=== What you have to do ===
Run through the records and, wherever a line holds the word "less", return that line.

(Listed entries begins)

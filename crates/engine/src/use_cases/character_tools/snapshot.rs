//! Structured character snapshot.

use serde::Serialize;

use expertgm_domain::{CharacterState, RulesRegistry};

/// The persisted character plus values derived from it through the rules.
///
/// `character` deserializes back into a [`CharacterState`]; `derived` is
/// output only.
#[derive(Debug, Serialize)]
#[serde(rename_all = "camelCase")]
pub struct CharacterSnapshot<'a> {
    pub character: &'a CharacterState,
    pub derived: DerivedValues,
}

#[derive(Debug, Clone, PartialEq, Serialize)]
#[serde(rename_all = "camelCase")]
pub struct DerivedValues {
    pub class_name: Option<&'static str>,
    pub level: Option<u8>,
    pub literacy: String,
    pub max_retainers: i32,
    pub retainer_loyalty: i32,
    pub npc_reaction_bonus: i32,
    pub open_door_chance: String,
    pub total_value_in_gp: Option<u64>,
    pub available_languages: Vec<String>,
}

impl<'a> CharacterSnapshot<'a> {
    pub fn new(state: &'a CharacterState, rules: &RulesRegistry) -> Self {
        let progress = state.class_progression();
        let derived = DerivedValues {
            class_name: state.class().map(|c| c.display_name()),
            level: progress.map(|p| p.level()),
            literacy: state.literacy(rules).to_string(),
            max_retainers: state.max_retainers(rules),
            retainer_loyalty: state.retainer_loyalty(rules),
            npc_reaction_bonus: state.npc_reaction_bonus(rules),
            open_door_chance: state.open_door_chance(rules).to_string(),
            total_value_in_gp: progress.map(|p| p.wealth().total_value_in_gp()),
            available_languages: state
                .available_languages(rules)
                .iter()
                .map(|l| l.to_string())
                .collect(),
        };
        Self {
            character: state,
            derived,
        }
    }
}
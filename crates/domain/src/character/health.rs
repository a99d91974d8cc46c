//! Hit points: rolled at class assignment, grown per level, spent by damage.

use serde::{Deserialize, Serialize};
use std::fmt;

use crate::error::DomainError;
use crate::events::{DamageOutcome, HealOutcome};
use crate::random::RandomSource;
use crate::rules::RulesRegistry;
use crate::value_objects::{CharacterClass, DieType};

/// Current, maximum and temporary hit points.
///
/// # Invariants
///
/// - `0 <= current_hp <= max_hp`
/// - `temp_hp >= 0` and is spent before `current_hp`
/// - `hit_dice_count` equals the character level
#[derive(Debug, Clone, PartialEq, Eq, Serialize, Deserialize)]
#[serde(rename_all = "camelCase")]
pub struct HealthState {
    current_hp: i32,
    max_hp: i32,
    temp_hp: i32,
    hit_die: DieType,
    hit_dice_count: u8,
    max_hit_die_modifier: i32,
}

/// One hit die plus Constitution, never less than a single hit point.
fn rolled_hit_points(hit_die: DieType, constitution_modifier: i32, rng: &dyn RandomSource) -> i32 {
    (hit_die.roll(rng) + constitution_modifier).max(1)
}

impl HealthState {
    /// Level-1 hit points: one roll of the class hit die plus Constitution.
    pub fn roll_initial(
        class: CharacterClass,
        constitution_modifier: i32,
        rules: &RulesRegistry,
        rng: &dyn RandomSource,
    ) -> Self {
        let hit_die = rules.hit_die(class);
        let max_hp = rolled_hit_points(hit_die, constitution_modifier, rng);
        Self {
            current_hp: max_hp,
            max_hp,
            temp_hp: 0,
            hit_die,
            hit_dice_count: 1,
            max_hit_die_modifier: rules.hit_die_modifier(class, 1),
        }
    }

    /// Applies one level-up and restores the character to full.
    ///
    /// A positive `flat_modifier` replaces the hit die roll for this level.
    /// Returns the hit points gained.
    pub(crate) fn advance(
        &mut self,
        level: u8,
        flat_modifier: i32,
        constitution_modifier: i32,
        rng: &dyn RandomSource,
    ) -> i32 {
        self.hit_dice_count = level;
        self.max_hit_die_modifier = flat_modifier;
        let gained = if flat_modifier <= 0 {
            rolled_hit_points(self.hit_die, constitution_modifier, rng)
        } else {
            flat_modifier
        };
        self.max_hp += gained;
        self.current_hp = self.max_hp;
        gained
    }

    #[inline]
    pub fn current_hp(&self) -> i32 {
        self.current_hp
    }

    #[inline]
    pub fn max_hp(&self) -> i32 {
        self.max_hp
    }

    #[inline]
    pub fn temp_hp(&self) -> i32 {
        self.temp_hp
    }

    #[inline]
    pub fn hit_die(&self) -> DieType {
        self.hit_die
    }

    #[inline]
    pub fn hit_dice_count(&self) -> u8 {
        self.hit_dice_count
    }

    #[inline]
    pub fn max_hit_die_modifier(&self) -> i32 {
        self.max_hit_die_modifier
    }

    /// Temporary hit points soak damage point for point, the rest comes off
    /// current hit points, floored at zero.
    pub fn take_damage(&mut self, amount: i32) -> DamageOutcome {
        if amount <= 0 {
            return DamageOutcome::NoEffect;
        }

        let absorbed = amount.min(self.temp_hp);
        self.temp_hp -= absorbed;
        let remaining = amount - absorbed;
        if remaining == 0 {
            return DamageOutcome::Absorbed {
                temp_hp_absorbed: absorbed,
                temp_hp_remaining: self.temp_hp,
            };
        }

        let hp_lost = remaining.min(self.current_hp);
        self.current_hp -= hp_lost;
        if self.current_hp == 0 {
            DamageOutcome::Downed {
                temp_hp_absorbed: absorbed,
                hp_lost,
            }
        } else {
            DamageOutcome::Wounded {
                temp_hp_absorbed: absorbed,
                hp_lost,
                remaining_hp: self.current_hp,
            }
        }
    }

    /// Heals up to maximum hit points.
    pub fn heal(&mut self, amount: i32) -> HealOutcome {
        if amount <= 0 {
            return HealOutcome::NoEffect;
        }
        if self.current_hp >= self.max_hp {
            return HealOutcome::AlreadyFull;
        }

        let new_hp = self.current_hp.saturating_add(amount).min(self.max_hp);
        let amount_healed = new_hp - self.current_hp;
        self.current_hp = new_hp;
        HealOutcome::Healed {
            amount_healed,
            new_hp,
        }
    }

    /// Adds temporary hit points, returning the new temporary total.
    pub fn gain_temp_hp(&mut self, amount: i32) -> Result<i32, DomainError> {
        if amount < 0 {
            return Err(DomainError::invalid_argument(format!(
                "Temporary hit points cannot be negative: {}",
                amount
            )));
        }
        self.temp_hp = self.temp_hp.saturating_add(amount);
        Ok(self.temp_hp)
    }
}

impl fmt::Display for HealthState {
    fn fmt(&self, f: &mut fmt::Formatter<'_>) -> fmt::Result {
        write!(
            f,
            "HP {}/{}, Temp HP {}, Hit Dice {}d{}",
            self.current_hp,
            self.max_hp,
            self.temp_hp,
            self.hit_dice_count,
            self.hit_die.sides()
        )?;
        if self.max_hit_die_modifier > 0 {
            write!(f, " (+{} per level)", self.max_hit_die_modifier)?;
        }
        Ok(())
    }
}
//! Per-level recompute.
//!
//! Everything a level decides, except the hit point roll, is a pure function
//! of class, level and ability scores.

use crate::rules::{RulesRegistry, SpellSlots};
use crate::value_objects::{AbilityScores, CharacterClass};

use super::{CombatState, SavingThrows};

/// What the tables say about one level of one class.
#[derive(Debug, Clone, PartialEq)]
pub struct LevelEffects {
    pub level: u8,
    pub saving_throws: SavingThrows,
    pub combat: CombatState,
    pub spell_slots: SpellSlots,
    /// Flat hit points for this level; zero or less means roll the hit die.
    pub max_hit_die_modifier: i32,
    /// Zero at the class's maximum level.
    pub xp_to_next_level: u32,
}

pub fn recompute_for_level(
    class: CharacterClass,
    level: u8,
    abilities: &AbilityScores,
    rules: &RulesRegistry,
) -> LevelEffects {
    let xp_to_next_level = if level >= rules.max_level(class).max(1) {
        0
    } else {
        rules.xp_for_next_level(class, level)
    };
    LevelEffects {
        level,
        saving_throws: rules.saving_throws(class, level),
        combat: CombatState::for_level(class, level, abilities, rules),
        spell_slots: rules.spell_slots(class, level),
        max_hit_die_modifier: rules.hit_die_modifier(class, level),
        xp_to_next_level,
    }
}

(Listed entries ends)
(Listed entries begins)

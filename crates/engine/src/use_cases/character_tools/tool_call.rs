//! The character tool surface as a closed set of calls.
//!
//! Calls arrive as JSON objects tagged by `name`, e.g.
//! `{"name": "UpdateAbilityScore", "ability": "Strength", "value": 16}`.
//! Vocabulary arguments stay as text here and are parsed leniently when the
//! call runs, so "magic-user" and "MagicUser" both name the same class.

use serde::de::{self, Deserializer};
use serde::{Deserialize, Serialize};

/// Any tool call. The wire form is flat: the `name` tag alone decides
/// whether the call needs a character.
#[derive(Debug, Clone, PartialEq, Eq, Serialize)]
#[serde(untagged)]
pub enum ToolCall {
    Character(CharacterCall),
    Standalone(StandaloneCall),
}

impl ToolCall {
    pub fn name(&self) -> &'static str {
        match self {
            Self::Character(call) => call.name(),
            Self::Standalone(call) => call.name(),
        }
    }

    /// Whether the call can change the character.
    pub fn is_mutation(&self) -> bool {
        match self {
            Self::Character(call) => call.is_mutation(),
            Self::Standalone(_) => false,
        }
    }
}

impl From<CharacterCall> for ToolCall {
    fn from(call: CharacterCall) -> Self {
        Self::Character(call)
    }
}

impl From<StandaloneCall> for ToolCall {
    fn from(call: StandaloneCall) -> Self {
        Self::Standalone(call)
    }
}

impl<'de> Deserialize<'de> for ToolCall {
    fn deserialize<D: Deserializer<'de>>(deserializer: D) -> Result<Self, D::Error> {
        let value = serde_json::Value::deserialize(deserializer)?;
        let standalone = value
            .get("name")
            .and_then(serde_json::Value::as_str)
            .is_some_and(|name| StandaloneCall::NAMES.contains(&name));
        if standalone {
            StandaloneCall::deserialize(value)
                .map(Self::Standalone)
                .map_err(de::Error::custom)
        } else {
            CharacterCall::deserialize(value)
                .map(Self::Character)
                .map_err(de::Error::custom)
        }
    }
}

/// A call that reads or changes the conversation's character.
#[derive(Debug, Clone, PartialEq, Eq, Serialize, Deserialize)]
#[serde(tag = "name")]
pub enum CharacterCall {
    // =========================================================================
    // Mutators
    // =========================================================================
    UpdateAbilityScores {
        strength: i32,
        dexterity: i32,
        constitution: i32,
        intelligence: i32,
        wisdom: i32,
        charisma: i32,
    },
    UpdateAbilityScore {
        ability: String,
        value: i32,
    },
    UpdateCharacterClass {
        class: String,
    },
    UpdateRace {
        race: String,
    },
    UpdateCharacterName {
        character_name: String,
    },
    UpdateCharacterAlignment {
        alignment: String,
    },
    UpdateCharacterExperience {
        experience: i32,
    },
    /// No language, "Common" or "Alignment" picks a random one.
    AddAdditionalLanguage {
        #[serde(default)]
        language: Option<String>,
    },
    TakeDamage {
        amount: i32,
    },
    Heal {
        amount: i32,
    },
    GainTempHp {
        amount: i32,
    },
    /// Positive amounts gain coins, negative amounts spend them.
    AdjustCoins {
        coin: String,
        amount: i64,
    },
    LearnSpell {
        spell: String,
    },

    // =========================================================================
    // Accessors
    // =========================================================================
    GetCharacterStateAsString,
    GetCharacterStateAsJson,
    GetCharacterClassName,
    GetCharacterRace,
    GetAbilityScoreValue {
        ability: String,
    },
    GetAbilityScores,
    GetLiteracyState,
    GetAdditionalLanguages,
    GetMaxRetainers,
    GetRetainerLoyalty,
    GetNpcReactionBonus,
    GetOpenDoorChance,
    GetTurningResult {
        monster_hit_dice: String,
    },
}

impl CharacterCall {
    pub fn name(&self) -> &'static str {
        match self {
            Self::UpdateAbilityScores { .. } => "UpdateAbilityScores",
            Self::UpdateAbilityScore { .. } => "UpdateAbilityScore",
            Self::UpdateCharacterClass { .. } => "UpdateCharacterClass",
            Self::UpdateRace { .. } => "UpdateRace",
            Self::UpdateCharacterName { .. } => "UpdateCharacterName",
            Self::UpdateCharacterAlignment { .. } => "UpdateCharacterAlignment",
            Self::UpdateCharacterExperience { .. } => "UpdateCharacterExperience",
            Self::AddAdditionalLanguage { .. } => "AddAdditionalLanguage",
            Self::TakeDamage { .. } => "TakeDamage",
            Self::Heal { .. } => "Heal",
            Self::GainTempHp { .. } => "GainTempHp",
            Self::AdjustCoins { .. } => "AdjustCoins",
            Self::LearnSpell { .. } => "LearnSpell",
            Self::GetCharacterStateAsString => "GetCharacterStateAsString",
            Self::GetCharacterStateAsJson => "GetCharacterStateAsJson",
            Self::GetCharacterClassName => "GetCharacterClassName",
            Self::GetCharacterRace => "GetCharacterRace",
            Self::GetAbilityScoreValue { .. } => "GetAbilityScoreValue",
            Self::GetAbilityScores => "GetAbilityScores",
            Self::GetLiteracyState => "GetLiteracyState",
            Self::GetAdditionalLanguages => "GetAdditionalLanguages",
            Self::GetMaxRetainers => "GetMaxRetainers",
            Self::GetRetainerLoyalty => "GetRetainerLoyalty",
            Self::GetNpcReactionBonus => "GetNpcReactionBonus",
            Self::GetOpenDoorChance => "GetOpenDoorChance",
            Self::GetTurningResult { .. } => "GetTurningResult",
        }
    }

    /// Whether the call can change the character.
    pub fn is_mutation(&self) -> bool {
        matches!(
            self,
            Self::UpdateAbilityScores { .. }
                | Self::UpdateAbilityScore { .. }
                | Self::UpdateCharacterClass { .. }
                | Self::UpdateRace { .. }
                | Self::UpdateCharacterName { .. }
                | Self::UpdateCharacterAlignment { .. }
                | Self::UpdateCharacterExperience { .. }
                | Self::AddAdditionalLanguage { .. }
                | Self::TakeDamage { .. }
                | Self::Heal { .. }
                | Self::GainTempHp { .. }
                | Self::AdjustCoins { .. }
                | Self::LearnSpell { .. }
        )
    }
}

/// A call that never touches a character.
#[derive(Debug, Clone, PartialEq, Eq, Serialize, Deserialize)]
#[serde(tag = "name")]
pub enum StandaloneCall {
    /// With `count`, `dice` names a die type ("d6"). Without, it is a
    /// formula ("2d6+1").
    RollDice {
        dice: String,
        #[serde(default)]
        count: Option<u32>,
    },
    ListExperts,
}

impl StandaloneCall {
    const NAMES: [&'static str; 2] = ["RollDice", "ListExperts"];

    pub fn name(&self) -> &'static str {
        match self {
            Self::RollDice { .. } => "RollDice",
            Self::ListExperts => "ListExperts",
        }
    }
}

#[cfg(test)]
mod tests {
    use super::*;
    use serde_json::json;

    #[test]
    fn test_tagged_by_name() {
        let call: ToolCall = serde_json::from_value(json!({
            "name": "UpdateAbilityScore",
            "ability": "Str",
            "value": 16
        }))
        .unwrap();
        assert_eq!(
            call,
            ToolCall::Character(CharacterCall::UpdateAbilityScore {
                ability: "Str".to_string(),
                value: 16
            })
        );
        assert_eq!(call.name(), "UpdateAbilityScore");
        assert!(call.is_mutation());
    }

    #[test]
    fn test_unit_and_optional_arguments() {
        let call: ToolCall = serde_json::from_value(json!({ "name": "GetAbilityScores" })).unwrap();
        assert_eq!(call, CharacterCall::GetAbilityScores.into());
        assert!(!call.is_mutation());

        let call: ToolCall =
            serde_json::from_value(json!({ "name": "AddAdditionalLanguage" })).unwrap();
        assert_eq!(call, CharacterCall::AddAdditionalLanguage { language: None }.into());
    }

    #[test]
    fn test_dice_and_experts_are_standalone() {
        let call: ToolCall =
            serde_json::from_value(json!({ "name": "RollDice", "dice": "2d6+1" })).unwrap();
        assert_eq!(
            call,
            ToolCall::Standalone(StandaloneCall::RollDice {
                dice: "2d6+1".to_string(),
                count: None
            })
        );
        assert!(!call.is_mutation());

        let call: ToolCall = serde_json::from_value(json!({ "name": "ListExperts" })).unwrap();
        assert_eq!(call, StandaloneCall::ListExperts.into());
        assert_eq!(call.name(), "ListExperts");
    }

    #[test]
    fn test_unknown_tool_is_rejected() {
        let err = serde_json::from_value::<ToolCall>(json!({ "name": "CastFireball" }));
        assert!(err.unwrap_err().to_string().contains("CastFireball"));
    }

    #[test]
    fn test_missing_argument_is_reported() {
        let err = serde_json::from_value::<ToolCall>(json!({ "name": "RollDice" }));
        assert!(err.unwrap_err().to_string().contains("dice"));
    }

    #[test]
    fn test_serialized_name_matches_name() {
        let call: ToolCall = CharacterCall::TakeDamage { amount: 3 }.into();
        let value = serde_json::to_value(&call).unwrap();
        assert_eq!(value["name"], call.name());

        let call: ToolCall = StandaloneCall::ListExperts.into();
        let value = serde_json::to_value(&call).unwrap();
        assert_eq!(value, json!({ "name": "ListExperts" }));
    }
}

(Listed entries ends)
(Listed entries begins)

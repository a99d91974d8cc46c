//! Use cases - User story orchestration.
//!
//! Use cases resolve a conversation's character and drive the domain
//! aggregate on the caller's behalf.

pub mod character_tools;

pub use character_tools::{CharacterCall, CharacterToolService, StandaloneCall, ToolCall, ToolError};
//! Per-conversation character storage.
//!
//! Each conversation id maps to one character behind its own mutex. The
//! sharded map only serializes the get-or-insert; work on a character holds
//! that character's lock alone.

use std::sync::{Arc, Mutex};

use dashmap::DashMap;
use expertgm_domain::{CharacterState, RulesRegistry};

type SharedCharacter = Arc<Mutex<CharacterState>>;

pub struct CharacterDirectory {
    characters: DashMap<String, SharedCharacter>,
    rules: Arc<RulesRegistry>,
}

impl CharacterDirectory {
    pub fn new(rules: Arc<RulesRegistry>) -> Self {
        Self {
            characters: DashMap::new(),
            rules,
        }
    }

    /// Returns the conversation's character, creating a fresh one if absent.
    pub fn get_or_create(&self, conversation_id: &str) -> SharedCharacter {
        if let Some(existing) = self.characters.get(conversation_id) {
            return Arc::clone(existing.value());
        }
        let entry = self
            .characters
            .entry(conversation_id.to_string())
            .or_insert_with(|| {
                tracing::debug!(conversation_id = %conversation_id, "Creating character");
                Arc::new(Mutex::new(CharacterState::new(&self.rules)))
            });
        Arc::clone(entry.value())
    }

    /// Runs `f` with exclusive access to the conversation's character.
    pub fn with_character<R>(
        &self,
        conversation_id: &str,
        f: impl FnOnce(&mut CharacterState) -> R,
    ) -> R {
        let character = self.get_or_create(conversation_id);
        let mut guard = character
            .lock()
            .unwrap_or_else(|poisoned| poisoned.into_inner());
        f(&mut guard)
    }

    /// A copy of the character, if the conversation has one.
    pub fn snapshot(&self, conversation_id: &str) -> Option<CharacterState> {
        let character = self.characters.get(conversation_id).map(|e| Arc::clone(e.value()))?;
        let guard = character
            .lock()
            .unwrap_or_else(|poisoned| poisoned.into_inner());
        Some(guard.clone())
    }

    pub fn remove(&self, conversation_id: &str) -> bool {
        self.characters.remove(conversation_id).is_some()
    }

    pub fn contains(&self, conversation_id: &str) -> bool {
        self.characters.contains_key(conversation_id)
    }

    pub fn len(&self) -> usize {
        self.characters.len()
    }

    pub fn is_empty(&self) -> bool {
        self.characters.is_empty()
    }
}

(Listed entries ends)

=== Reply ===
/// One hit die plus Constitution, never less than a single hit point.
    /// Flat hit points for this level; zero or less means roll the hit die.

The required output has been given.